Board Committee on Professional & Member Relations (P&MR)

Committee Information Sheet

Committee Committee on Professional and Member Relations
Type Board committee, appointed by the Board chair
Mission Statement The core mission of the ACS Board Committee on Professional and Member Relations (P&MR) is to understand and advance the professional and economic interests of ACS members. Two key areas of focus include reviewing and strengthening the benefits of ACS membership, and promoting the effective interchange of information among members and other stakeholders.
Responsibilities & Duties

A. Develop plans to advance the members’ professional and economic interest and stature and obtain best possible understanding of the members’ wishes concerning Society policies and activities in these areas.

B. Assure a similar understanding by the membership of the Society’s objectives, policies, and activities in the professional and member relations field and to seek ideas about ways to extend Society influence in these areas.

C. Suggest policies and procedures for promoting the effective interchange of information and ideas among the national officers, Board of Directors, Council, staff, and members of the Society.

D. Responsible to the Board for increasing Society membership and reviewing and advising on the services that the Society provides to its members.

E. Under delegated authority, P&MR is responsible for the review and approval of requests for cosponsorship of meetings, cooperative or nominal, when the Society is a sponsor. Cooperative cosponsorship requests that exceed the financial commitment level specified in Regulation VI, Section 3 ($100,000) require the additional approval of the Board of Directors, upon the recommendation of the Committee, unless the funds are available for this purpose with an approved budget.

F. Under delegated authority, P&MR is responsible for the review and approval of ACS International Alliances and Partnerships whether nominal or cooperative, when the Society is a sponsor.
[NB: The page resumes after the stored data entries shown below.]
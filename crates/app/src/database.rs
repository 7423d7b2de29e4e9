//! Database connection management

use sqlx::{PgPool, Postgres, Transaction, migrate::MigrateError, query};

/// Storage error carried by the `Sql` variant of every service error.
pub use sqlx::Error as SqlError;

/// SQL used to serialize appointment admissions against each other.
///
/// `SHARE ROW EXCLUSIVE` conflicts with itself and with plain row writes, so a
/// second admission waits until the first one has committed its insert.
pub const LOCK_APPOINTMENTS_SQL: &str = "LOCK TABLE appointments IN SHARE ROW EXCLUSIVE MODE";

#[derive(Debug, Clone)]
pub struct Db {
    pool: PgPool,
}

impl Db {
    #[must_use]
    pub fn new(pool: PgPool) -> Self {
        Self { pool }
    }

    /// Begin a transaction scoped to a single service operation.
    ///
    /// # Errors
    ///
    /// Returns an error when the transaction cannot be started.
    pub async fn begin_transaction(&self) -> Result<Transaction<'static, Postgres>, sqlx::Error> {
        self.pool.begin().await
    }

    /// Begin a transaction holding the appointment admission lock.
    ///
    /// # Errors
    ///
    /// Returns an error when starting the transaction or taking the lock fails.
    pub async fn begin_admission_transaction(
        &self,
    ) -> Result<Transaction<'static, Postgres>, sqlx::Error> {
        let mut tx = self.pool.begin().await?;

        query(LOCK_APPOINTMENTS_SQL).execute(&mut *tx).await?;

        Ok(tx)
    }
}

/// Connect to `PostgreSQL`.
///
/// # Errors
///
/// Returns an error if the connection cannot be established.
pub async fn connect(database_url: &str) -> Result<PgPool, sqlx::Error> {
    PgPool::connect(database_url).await
}

/// Apply the bundled schema migrations.
///
/// # Errors
///
/// Returns an error if any migration fails to apply.
pub async fn migrate(pool: &PgPool) -> Result<(), MigrateError> {
    sqlx::migrate!("../../migrations").run(pool).await
}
Cooperative alliance requests that exceed the financial commitment level specified in Regulation VI, Section 3, ($100,000) require the additional approval of the Board of Directors, upon the recommendation of the Committee, unless the funds are available for this purpose with an approved budget.
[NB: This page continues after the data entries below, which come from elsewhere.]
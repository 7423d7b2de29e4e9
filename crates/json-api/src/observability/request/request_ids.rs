//! Request ID generation and response header helpers.

use salvo::{
    http::{StatusCode, header::HeaderValue},
    prelude::Response,
};
use tracing::warn;
use uuid::Uuid;

pub(super) const REQUEST_ID_HEADER: &str = "x-request-id";

/// Reuse the caller's id when present, otherwise mint a time-ordered one.
pub(super) fn resolve_request_id(header_value: Option<String>) -> String {
    header_value
        .map(|value| value.trim().to_owned())
        .filter(|value| !value.is_empty())
        .unwrap_or_else(|| Uuid::now_v7().to_string())
}

pub(super) fn set_request_id_header(res: &mut Response, request_id: &str) {
    match HeaderValue::from_str(request_id) {
        Ok(value) => {
            res.headers_mut().insert(REQUEST_ID_HEADER, value);
        }
        Err(source) => {
            warn!(
                request_id,
                "could not encode request id for response header: {source}"
            );
        }
    }
}

/// Salvo leaves the status unset for handlers that only write a body.
pub(super) fn response_status_or_ok(status_code: Option<StatusCode>) -> StatusCode {
    status_code.unwrap_or(StatusCode::OK)
}

#[cfg(test)]
mod tests {
    use super::*;

    #[test]
    fn blank_header_generates_new_id() {
        let id = resolve_request_id(Some("   ".to_string()));

        assert!(Uuid::parse_str(&id).is_ok(), "expected uuid, got {id}");
    }

    #[test]
    fn provided_header_is_trimmed_and_kept() {
        assert_eq!(resolve_request_id(Some(" abc ".to_string())), "abc");
    }

    #[test]
    fn unset_status_reads_as_ok() {
        assert_eq!(response_status_or_ok(None), StatusCode::OK);
        assert_eq!(
            response_status_or_ok(Some(StatusCode::NOT_ACCEPTABLE)),
            StatusCode::NOT_ACCEPTABLE
        );
    }
}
G.  Review ACS Green Chemistry Institute operational results annually.

Normal Meeting Schedule Four times per year prior to the start of the Board of Directors’ meeting.
2014 Roster
  • Barbara Sawrey, Chair
  • John Adams
  • Thomas Gilbert
  • Rigoberto Hernandez
  • Ingrid Montes
  • Dororthy Phillips
  • Diane Grob-Schmidt
  • Marinda Li Wu
Staff Liaison Denise L. Creech Phone: 202-872-4414 E-mail: d_creech@acs.org Fax: 202-833-7716

New for 2014 - Updated Reporting Relationship between ACS GCI and P&MR

CHANGES to Board Regulation III, 11 e

11.  ACS Governing Board for the Green Chemistry Institute (ACS GCI)
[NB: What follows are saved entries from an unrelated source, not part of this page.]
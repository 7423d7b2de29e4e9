//! Doctors service.

use async_trait::async_trait;
use mockall::automock;

use crate::{
    database::Db,
    domain::doctors::{
        data::{DoctorUpdate, NewDoctor},
        errors::DoctorsServiceError,
        records::{DoctorId, DoctorRecord},
        repository::PgDoctorsRepository,
    },
};

#[derive(Debug, Clone)]
pub struct PgDoctorsService {
    db: Db,
    repository: PgDoctorsRepository,
}

impl PgDoctorsService {
    #[must_use]
    pub fn new(db: Db) -> Self {
        Self {
            db,
            repository: PgDoctorsRepository::new(),
        }
    }
}

#[async_trait]
impl DoctorsService for PgDoctorsService {
    async fn list_doctors(&self) -> Result<Vec<DoctorRecord>, DoctorsServiceError> {
        let mut tx = self.db.begin_transaction().await?;

        let doctors = self.repository.list_doctors(&mut tx).await?;

        tx.commit().await?;

        Ok(doctors)
    }

    async fn get_doctor(&self, doctor: DoctorId) -> Result<DoctorRecord, DoctorsServiceError> {
        let mut tx = self.db.begin_transaction().await?;

        let doctor = self
            .repository
            .find_doctor(&mut tx, doctor)
            .await?
            .ok_or(DoctorsServiceError::NotFound)?;

        tx.commit().await?;

        Ok(doctor)
    }

    async fn save_doctor(&self, doctor: NewDoctor) -> Result<DoctorRecord, DoctorsServiceError> {
        let mut tx = self.db.begin_transaction().await?;

        let saved = self.repository.save_doctor(&mut tx, doctor).await?;

        tx.commit().await?;

        Ok(saved)
    }

    async fn update_doctor(
        &self,
        doctor: DoctorId,
        update: DoctorUpdate,
    ) -> Result<DoctorRecord, DoctorsServiceError> {
        let mut tx = self.db.begin_transaction().await?;

        let updated = self
            .repository
            .update_doctor(&mut tx, doctor, update)
            .await?
            .ok_or(DoctorsServiceError::NotFound)?;

        tx.commit().await?;

        Ok(updated)
    }

    async fn delete_doctor(&self, doctor: DoctorId) -> Result<(), DoctorsServiceError> {
        let mut tx = self.db.begin_transaction().await?;

        let rows_affected = self.repository.delete_doctor(&mut tx, doctor).await?;

        if rows_affected == 0 {
            return Err(DoctorsServiceError::NotFound);
        }

        tx.commit().await?;

        Ok(())
    }

    async fn delete_doctors(&self) -> Result<(), DoctorsServiceError> {
        let mut tx = self.db.begin_transaction().await?;

        self.repository.delete_doctors(&mut tx).await?;

        tx.commit().await?;

        Ok(())
    }
}

#[automock]
#[async_trait]
pub trait DoctorsService: Send + Sync {
    /// Retrieves all doctors, ordered by id.
    async fn list_doctors(&self) -> Result<Vec<DoctorRecord>, DoctorsServiceError>;

    /// Retrieve a single doctor.
    async fn get_doctor(&self, doctor: DoctorId) -> Result<DoctorRecord, DoctorsServiceError>;

    /// Inserts a doctor, or replaces the row when its id is already stored.
    async fn save_doctor(&self, doctor: NewDoctor) -> Result<DoctorRecord, DoctorsServiceError>;

    /// Replaces the details of an existing doctor.
    async fn update_doctor(
        &self,
        doctor: DoctorId,
        update: DoctorUpdate,
    ) -> Result<DoctorRecord, DoctorsServiceError>;

    /// Deletes a doctor with the given id.
    async fn delete_doctor(&self, doctor: DoctorId) -> Result<(), DoctorsServiceError>;

    /// Deletes every doctor.
    async fn delete_doctors(&self) -> Result<(), DoctorsServiceError>;
}

#[cfg(test)]
mod tests {
    use testresult::TestResult;

    use crate::test::{TestContext, helpers::new_doctor};

    use super::*;

    #[tokio::test]
    async fn save_doctor_assigns_id_and_round_trips() -> TestResult {
        let ctx = TestContext::new().await;

        let saved = ctx
            .doctors
            .save_doctor(new_doctor("Mateo", "Gil", 35, "m.gil@hospital.accwe"))
            .await?;

        let fetched = ctx.doctors.get_doctor(saved.id).await?;

        assert_eq!(fetched, saved);
        assert_eq!(fetched.first_name, "Mateo");
        assert_eq!(fetched.last_name, "Gil");
        assert_eq!(fetched.age, 35);
        assert_eq!(fetched.email, "m.gil@hospital.accwe");

        Ok(())
    }

    #[tokio::test]
    async fn save_doctor_assigns_increasing_ids() -> TestResult {
        let ctx = TestContext::new().await;

        let first = ctx
            .doctors
            .save_doctor(new_doctor("Juan", "Carlos", 34, "j.carlos@hospital.accwe"))
            .await?;

        let second = ctx
            .doctors
            .save_doctor(new_doctor("Mateo", "Gil", 35, "m.gil@hospital.accwe"))
            .await?;

        assert!(second.id > first.id, "ids should be assigned in order");

        Ok(())
    }

    #[tokio::test]
    async fn save_doctor_with_known_id_replaces_row() -> TestResult {
        let ctx = TestContext::new().await;

        let saved = ctx
            .doctors
            .save_doctor(new_doctor("Juan", "Carlos", 34, "j.carlos@hospital.accwe"))
            .await?;

        let replaced = ctx
            .doctors
            .save_doctor(NewDoctor {
                id: Some(saved.id),
                ..new_doctor("Juan", "Carlos", 35, "juan.carlos@hospital.accwe")
            })
            .await?;

        let doctors = ctx.doctors.list_doctors().await?;

        assert_eq!(replaced.id, saved.id);
        assert_eq!(replaced.age, 35);
        assert_eq!(doctors, vec![replaced]);

        Ok(())
    }

    #[tokio::test]
    async fn save_doctor_with_unknown_id_inserts_under_new_id() -> TestResult {
        let ctx = TestContext::new().await;
        let unknown = DoctorId::from_i64(9_999);

        let saved = ctx
            .doctors
            .save_doctor(NewDoctor {
                id: Some(unknown),
                ..new_doctor("Mateo", "Gil", 35, "m.gil@hospital.accwe")
            })
            .await?;

        assert_ne!(saved.id, unknown);
        assert_eq!(ctx.doctors.get_doctor(saved.id).await?, saved);

        Ok(())
    }

    #[tokio::test]
    async fn save_doctor_empty_name_returns_invalid_data() {
        let ctx = TestContext::new().await;

        let result = ctx
            .doctors
            .save_doctor(new_doctor("", "Gil", 35, "m.gil@hospital.accwe"))
            .await;

        assert!(
            matches!(result, Err(DoctorsServiceError::InvalidData)),
            "expected InvalidData, got {result:?}"
        );
    }

    #[tokio::test]
    async fn get_doctor_unknown_id_returns_not_found() {
        let ctx = TestContext::new().await;

        let result = ctx.doctors.get_doctor(DoctorId::from_i64(999)).await;

        assert!(
            matches!(result, Err(DoctorsServiceError::NotFound)),
            "expected NotFound, got {result:?}"
        );
    }

    #[tokio::test]
    async fn list_doctors_empty_when_none_saved() -> TestResult {
        let ctx = TestContext::new().await;

        let doctors = ctx.doctors.list_doctors().await?;

        assert!(doctors.is_empty());

        Ok(())
    }

    #[tokio::test]
    async fn update_doctor_reflects_new_details() -> TestResult {
        let ctx = TestContext::new().await;

        let saved = ctx
            .doctors
            .save_doctor(new_doctor("Clarisa", "Julia", 29, "c.julia@hospital.accwe"))
            .await?;

        let updated = ctx
            .doctors
            .update_doctor(
                saved.id,
                DoctorUpdate {
                    first_name: "Clarisa".to_string(),
                    last_name: "Julia".to_string(),
                    age: 30,
                    email: "clarisa@hospital.accwe".to_string(),
                },
            )
            .await?;

        assert_eq!(updated.id, saved.id);
        assert_eq!(updated.age, 30);
        assert_eq!(updated.email, "clarisa@hospital.accwe");

        Ok(())
    }

    #[tokio::test]
    async fn update_doctor_unknown_id_returns_not_found() {
        let ctx = TestContext::new().await;

        let result = ctx
            .doctors
            .update_doctor(
                DoctorId::from_i64(1),
                DoctorUpdate {
                    first_name: "Clarisa".to_string(),
                    last_name: "Julia".to_string(),
                    age: 30,
                    email: "clarisa@hospital.accwe".to_string(),
                },
            )
            .await;

        assert!(
            matches!(result, Err(DoctorsServiceError::NotFound)),
            "expected NotFound, got {result:?}"
        );
    }

    #[tokio::test]
    async fn delete_doctor_then_again_returns_not_found() -> TestResult {
        let ctx = TestContext::new().await;

        let saved = ctx
            .doctors
            .save_doctor(new_doctor("Juan", "Carlos", 34, "j.carlos@hospital.accwe"))
            .await?;

        ctx.doctors.delete_doctor(saved.id).await?;

        let result = ctx.doctors.delete_doctor(saved.id).await;

        assert!(
            matches!(result, Err(DoctorsServiceError::NotFound)),
            "expected NotFound on second delete, got {result:?}"
        );

        Ok(())
    }

    #[tokio::test]
    async fn delete_doctors_removes_everything_and_is_idempotent() -> TestResult {
        let ctx = TestContext::new().await;

        ctx.doctors
            .save_doctor(new_doctor("Juan", "Carlos", 34, "j.carlos@hospital.accwe"))
            .await?;

        ctx.doctors
            .save_doctor(new_doctor("Mateo", "Gil", 35, "m.gil@hospital.accwe"))
            .await?;

        ctx.doctors.delete_doctors().await?;
        ctx.doctors.delete_doctors().await?;

        assert!(ctx.doctors.list_doctors().await?.is_empty());

        Ok(())
    }
}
Operation of the Governing Board for the ACS Green
Chemistry Institute. The Governing Board for the ACS Green
Chemistry Institute shall meet at least two times a year, and
is authorized to use committees or subcommittees in carrying
out its responsibilities, and to adopt rules consistent with these
Regulations and the objects of the SOCIETY. The Executive
Director shall hire the Director of the ACS Green Chemistry
Institute, upon recommendation of the Governing Board. The
Governing Board shall review the ACS GCI mission statement,
prepare statements on principles of operation, and develop
appropriate planning documents. The Governing Board shall
present ACS GCI operational results annually to the Standing
Committee on Professional and Member Relations and to the
ACS Council.
Any statement on a public policy matter to
be issued by the ACS GCI on its or the SOCIETY’s behalf
must comply with the provisions of the Bylaws and/or this
Regulation. (12/7/13)

P&MR - ACS BOARD REGULATION III, 17

17. Standing Committee on Professional and Member Relations.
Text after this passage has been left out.